In this case, the phenols used include, for example, phenol, o-cresol, m-cresol monole, p-creso mono nore, o-ethino leuenore, m-ethino leuenore, p-echi Rufenol, o-Butylphenol, m-Butinolenoenole, p-Butinolenoenore, 2, 3 xylenol, 2, 4 xylenol, 2, 5 xylenol, 2, 6 xylenol, 3, 4 xylenol, 3, 5 xylenol, 2, 3, 5 trimethylphenol, 3, 4, 5 —trimethylphenol, p-phenol Examples include lufenol, resorcinol, hydroquinone, hydroquinone monomethylol ether, pyrogallol, phloroglicinol, hydroxydiphenyl, bisphenol A, gallic acid, gallic acid ester, a naphthol, and β-naphthol.

 Examples of aldehydes include formaldehyde, furfural, benzaldehyde, nitrobenzaldehyde, and acetoaldehyde.

 The catalyst for the addition condensation reaction is not particularly limited. For example, hydrochloric acid, nitric acid, sulfuric acid, formic acid, oxalic acid, acetic acid and the like are used as the acid catalyst.

 The novolac coconut resin preferably has a mass average molecular weight of 00000 to 10,000, preferably 6000 to 900, and more preferably 7000 to 8000. When the mass average molecular weight is 300,000 or more, the tendency of the film to decrease (thinner) after development can be sufficiently suppressed, and when the mass average molecular weight is 10,000 or less, residues can be prevented from remaining after development. preferable.

[0029] (Mouth) Polymers having a hydroxystyrene structural unit (hereinafter referred to as (mouth) component! /) Are, for example, hydroxystyrene such as ρ-hydroxystyrene, α-methylhydroxystyrene, _α -ethyl Examples thereof include a radical polymer or an ionic polymer in which only a hydroxystyrene structural unit such as a-alkylhydroxystyrene such as hydroxystyrene is effective, and a copolymer having the above hydroxystyrene structural unit and other structural units.
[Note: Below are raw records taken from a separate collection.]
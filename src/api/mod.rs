// Feed reader API module.
// Provides the transport, typed endpoints, and payload types for the backend.

pub mod client;
pub mod endpoints;
pub mod types;

pub use client::{FeedClient, Transport};
pub use endpoints::Api;
pub use types::*;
Ratio of hydroxystyrene constituent unit in the polymer is preferably 1 mass _^0/0 or more, more preferably 10 to 30 wt%. This is because when the proportion of the hydroxystyrene structural unit is 10% by mass or more, the developability and resolution tend to be excellent.

 The mass average molecular weight of the (mouth) component is preferably 5000 or less, more preferably 20000 or more and 4000 or less. This is because if the mass average molecular weight is 5000 or less, the resolution tends to be excellent.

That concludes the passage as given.